Description of the task = From the records below, copy the lines that include "candidates".

Data for processing =
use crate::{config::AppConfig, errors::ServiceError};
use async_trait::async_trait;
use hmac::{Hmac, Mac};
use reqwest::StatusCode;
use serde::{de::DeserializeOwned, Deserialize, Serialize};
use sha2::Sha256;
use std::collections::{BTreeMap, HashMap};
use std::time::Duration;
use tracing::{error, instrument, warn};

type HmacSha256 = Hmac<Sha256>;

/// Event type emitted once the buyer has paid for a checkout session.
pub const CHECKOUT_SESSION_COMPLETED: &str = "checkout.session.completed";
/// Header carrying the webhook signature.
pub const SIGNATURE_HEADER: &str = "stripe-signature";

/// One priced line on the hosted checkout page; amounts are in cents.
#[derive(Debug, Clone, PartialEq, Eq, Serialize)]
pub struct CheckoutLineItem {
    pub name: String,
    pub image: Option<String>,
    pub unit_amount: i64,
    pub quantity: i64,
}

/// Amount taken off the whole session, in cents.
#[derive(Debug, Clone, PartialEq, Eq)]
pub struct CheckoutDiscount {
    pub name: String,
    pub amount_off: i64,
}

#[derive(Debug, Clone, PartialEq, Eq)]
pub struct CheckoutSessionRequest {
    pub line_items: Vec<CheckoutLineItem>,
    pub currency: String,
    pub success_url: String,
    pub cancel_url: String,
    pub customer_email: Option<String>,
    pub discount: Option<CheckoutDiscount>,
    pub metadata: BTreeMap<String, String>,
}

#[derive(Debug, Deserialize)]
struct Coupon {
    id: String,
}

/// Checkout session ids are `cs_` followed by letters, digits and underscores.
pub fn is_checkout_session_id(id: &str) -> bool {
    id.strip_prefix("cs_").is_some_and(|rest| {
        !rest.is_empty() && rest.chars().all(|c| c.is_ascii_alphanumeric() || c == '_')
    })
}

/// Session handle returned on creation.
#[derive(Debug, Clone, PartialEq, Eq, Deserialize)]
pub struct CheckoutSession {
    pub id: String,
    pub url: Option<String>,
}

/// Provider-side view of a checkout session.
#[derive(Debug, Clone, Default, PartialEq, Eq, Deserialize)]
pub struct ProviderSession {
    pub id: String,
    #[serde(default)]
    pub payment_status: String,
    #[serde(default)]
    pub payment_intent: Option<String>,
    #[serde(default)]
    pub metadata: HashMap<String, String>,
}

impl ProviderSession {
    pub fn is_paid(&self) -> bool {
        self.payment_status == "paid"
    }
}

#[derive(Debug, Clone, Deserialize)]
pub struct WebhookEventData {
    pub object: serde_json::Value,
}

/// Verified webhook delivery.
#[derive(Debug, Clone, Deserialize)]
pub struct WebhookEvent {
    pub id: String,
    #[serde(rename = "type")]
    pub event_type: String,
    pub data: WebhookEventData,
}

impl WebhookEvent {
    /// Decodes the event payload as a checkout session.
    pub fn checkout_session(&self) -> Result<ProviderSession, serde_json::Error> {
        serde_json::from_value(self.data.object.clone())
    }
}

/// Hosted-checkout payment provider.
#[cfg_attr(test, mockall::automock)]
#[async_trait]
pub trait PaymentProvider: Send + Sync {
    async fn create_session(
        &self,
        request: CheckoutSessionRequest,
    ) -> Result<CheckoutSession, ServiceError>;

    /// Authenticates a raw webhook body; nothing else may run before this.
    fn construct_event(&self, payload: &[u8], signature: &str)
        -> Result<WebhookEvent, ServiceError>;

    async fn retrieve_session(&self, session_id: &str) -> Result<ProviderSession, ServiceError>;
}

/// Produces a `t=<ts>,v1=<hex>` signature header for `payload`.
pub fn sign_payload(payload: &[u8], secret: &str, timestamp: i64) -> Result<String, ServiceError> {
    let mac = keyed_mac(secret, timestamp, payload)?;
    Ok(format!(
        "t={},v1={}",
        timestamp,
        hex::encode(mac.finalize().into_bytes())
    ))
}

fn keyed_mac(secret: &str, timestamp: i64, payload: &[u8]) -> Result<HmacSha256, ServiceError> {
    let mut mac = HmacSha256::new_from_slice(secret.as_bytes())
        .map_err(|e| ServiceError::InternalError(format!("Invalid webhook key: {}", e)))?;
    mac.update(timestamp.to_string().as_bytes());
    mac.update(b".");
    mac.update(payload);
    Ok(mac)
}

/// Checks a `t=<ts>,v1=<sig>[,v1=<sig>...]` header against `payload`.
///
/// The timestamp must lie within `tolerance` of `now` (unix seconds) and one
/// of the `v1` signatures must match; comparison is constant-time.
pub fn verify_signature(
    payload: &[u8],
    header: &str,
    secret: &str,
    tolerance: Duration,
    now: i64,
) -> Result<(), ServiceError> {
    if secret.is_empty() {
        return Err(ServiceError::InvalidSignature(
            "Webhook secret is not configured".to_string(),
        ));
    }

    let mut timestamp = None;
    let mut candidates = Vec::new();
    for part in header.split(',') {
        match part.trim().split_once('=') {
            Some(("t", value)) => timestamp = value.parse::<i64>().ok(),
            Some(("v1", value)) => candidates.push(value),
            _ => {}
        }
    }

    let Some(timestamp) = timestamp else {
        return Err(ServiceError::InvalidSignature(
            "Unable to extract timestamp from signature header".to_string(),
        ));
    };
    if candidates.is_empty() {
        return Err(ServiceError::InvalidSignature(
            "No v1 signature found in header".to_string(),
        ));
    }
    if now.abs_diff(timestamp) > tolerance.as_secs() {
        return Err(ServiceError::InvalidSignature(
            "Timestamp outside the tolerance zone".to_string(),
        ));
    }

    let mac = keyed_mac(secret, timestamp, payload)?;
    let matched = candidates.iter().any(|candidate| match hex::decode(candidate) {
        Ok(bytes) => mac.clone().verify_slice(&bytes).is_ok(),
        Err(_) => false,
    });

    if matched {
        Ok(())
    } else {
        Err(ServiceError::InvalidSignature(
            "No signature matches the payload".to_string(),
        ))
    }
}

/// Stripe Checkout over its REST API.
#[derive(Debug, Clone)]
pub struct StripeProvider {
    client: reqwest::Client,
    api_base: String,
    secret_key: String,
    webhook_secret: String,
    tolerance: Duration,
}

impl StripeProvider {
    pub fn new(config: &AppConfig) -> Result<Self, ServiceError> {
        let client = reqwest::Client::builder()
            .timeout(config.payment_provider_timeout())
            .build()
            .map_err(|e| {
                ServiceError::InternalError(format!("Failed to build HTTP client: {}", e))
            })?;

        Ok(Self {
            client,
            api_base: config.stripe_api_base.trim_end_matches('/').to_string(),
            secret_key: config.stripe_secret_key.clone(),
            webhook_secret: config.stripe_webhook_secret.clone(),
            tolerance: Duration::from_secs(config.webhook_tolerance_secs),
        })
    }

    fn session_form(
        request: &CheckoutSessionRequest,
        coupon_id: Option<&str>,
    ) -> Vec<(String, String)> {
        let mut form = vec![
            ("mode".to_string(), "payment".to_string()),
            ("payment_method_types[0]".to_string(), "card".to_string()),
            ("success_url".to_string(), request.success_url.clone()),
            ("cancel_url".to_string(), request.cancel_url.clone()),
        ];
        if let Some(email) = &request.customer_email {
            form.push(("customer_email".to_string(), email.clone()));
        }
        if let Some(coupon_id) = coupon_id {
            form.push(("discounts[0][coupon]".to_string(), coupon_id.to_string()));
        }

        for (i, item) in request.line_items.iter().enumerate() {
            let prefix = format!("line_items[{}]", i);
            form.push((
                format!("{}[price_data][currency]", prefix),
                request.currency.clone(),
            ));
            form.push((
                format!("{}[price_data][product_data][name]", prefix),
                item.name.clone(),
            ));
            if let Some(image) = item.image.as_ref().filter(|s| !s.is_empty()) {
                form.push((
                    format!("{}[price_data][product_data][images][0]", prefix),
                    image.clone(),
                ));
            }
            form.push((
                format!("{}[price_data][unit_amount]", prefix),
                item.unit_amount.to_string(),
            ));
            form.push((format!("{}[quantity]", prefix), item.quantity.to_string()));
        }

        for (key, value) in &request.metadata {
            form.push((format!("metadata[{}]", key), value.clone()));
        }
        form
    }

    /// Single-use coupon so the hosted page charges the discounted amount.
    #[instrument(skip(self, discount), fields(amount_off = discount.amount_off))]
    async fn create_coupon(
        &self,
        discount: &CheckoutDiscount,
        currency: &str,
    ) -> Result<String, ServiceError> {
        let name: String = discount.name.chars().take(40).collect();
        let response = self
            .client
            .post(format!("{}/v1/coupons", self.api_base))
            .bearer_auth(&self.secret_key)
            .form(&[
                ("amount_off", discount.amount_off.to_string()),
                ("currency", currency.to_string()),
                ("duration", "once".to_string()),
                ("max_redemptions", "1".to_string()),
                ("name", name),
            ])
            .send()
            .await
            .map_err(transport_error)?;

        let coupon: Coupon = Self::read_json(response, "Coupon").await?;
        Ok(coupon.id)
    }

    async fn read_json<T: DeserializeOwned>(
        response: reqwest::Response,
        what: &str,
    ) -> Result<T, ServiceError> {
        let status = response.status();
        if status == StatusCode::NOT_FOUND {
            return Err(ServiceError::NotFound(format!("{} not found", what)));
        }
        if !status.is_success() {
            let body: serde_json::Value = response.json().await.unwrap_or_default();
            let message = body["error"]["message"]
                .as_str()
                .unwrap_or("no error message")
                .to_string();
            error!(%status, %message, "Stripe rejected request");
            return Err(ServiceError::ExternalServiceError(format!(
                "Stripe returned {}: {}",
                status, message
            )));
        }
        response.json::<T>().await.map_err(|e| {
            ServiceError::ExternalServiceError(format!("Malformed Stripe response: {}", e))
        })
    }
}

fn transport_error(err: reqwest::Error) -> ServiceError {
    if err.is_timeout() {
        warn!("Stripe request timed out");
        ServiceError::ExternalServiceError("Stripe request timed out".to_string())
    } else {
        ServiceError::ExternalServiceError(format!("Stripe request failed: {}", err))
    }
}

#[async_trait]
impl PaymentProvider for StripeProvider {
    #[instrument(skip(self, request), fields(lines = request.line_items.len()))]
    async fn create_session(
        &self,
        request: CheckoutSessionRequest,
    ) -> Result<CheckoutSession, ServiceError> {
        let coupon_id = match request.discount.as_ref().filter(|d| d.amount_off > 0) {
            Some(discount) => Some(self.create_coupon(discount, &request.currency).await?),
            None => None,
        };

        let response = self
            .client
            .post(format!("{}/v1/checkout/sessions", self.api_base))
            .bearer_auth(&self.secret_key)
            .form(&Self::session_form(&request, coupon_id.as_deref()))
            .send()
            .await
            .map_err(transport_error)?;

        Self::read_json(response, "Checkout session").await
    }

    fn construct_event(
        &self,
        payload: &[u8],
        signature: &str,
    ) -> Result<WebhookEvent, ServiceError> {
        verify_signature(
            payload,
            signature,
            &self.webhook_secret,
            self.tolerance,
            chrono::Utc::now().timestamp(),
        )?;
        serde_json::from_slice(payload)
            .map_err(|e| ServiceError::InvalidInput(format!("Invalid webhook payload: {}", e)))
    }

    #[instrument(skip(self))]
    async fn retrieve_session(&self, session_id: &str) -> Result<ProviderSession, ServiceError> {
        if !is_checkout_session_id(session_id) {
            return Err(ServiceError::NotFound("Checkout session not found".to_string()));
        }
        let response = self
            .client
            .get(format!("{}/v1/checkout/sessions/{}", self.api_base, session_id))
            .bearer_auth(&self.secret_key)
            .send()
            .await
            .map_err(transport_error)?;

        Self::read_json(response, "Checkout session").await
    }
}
...
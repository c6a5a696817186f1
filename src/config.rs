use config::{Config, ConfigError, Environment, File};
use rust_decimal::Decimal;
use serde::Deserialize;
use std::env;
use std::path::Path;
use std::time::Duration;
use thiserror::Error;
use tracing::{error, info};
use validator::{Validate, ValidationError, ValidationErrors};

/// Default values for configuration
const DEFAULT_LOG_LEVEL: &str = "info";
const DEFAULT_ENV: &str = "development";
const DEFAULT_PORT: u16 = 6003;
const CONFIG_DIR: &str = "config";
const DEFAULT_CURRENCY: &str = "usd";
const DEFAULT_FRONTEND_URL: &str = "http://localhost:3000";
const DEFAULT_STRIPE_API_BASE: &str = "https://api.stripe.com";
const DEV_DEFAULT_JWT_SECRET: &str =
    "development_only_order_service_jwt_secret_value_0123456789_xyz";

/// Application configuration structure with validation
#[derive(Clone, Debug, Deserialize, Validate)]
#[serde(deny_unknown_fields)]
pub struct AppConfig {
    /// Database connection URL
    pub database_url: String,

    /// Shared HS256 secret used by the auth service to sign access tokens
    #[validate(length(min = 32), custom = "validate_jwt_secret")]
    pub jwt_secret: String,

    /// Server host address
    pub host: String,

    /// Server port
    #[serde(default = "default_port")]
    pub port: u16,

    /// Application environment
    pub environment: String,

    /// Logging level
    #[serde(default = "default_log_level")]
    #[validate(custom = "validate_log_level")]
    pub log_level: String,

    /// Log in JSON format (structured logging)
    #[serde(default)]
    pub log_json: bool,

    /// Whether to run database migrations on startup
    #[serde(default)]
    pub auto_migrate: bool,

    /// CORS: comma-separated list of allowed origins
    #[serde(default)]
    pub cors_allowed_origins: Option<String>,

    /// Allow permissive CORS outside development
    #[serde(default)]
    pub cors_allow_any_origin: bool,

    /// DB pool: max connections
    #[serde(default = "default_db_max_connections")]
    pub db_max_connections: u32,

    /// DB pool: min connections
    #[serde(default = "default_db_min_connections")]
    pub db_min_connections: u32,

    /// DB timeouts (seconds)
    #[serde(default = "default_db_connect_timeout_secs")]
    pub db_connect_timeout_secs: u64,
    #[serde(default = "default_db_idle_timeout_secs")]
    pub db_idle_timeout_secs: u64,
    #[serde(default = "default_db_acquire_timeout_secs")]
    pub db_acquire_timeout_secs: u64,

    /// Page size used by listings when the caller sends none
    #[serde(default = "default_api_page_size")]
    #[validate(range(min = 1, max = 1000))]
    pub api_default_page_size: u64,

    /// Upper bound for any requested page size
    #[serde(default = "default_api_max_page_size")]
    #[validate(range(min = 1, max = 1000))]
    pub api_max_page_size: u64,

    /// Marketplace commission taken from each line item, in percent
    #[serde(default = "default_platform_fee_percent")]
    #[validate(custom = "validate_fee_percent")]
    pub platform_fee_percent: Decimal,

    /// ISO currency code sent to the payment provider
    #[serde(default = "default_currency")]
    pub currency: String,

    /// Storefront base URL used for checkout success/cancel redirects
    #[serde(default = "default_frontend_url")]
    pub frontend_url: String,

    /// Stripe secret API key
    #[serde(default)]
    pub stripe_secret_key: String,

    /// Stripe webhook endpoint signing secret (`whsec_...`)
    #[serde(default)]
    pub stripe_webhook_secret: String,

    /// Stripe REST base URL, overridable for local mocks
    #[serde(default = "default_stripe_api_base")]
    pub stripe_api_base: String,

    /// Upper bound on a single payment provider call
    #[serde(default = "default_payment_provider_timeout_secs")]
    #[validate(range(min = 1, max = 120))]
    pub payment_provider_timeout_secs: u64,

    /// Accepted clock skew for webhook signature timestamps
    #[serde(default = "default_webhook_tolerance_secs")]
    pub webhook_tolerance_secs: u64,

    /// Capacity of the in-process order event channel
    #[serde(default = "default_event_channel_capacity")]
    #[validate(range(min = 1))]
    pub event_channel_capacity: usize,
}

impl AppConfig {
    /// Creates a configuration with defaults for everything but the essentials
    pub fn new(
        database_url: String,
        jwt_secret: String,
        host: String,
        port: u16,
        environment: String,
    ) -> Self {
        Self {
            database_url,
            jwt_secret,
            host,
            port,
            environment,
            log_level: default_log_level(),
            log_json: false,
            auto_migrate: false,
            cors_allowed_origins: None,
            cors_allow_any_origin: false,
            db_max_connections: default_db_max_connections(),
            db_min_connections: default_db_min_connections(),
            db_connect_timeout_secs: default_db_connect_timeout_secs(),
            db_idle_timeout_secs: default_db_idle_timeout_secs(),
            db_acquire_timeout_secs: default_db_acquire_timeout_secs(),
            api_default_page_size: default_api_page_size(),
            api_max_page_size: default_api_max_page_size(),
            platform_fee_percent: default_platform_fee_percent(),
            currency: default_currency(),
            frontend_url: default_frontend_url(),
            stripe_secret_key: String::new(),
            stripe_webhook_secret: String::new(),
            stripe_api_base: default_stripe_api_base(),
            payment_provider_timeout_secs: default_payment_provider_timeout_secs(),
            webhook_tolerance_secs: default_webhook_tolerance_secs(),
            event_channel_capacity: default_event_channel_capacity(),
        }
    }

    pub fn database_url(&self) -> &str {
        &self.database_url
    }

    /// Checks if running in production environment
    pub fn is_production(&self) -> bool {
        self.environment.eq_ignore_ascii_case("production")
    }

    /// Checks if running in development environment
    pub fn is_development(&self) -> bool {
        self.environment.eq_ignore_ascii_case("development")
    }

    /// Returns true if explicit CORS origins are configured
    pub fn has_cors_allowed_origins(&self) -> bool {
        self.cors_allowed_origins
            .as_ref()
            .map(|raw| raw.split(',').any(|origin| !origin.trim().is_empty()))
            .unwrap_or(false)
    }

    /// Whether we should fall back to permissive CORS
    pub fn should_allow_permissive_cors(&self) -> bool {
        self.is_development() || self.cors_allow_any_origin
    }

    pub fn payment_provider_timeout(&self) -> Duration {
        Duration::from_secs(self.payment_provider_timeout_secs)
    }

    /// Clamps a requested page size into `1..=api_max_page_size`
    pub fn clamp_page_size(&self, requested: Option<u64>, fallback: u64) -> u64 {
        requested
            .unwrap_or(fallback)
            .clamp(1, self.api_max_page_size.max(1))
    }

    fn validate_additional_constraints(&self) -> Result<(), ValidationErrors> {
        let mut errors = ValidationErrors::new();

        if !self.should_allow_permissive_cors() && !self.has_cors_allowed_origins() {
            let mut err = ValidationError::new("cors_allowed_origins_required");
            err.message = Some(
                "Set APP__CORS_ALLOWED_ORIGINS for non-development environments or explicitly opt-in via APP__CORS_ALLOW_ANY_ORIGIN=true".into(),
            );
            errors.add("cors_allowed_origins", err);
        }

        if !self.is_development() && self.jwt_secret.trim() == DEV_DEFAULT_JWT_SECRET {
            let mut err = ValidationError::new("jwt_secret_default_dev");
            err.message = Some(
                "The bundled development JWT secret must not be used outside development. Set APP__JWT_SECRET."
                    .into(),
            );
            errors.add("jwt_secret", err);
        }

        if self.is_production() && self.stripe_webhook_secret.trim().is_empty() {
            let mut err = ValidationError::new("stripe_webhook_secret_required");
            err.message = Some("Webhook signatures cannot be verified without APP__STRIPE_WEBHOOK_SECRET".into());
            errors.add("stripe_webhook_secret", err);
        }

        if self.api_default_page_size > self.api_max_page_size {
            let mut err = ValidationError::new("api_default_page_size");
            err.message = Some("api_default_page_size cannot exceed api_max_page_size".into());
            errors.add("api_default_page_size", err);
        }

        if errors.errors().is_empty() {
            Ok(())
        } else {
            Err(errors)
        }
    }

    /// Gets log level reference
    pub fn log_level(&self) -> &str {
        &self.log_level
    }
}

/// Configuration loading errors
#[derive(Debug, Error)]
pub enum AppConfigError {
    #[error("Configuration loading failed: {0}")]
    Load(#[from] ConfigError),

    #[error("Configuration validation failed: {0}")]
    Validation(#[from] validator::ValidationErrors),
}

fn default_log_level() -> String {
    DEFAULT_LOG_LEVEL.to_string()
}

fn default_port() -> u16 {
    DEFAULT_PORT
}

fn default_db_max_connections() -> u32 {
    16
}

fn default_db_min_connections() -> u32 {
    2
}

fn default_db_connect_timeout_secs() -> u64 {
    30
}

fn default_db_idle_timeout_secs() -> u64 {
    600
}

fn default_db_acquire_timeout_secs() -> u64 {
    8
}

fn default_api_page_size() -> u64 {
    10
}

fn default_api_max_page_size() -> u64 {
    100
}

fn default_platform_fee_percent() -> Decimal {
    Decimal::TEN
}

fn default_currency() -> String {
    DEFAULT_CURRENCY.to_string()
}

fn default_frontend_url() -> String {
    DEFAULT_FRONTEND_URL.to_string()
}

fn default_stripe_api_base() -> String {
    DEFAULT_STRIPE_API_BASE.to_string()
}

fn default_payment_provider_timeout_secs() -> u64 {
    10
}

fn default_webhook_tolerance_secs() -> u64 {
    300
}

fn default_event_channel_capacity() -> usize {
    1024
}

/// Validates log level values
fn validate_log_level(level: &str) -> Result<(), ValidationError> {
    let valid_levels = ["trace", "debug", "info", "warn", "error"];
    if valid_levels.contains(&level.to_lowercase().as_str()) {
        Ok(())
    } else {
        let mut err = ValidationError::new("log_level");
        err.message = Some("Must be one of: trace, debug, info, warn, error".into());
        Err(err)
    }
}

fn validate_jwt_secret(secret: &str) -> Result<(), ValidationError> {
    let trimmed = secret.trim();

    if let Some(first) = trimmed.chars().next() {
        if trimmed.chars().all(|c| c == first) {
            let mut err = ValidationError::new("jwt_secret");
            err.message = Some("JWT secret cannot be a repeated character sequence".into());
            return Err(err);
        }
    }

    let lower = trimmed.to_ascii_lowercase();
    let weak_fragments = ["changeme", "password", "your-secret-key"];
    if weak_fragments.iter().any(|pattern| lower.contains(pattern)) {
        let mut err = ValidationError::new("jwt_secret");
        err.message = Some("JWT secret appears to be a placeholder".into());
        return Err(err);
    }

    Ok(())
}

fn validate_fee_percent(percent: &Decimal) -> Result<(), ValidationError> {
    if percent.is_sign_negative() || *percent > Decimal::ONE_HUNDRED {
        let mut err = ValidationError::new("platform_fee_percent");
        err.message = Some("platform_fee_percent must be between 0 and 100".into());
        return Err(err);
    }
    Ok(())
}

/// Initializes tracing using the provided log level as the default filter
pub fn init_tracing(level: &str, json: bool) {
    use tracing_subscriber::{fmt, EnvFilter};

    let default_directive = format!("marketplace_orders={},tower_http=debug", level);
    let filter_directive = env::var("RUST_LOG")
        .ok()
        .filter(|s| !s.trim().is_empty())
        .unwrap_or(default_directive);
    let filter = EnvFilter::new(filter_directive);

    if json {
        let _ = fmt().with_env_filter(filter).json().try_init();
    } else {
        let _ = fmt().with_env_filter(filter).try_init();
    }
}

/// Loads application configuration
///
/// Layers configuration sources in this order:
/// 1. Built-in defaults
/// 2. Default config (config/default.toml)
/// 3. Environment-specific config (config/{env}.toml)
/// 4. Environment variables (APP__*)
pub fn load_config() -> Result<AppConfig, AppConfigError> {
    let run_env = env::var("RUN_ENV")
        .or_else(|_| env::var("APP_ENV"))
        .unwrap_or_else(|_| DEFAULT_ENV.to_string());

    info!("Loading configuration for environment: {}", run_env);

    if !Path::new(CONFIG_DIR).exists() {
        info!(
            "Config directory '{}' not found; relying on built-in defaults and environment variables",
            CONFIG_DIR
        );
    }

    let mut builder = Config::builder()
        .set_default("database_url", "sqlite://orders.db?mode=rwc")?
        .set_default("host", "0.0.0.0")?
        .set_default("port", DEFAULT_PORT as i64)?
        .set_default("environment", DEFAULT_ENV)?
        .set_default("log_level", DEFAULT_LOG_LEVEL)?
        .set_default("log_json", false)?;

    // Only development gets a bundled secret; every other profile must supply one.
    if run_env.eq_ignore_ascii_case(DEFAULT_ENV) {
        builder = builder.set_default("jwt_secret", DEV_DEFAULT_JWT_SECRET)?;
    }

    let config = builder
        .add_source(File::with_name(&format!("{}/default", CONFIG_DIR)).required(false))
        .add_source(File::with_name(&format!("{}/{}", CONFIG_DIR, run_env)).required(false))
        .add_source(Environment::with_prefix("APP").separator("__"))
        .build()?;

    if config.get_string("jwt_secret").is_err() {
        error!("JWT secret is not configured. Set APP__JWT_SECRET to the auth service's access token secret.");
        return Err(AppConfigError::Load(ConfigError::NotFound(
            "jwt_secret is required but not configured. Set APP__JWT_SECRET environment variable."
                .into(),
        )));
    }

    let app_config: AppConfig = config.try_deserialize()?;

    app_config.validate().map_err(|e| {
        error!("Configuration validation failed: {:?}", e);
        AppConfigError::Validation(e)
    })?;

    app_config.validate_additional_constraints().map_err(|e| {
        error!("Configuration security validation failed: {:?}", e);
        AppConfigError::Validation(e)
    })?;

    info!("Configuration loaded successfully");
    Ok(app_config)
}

Written solution =
    let mut candidates = Vec::new();
            Some(("v1", value)) => candidates.push(value),
    if candidates.is_empty() {
    let matched = candidates.iter().any(|candidate| match hex::decode(candidate) {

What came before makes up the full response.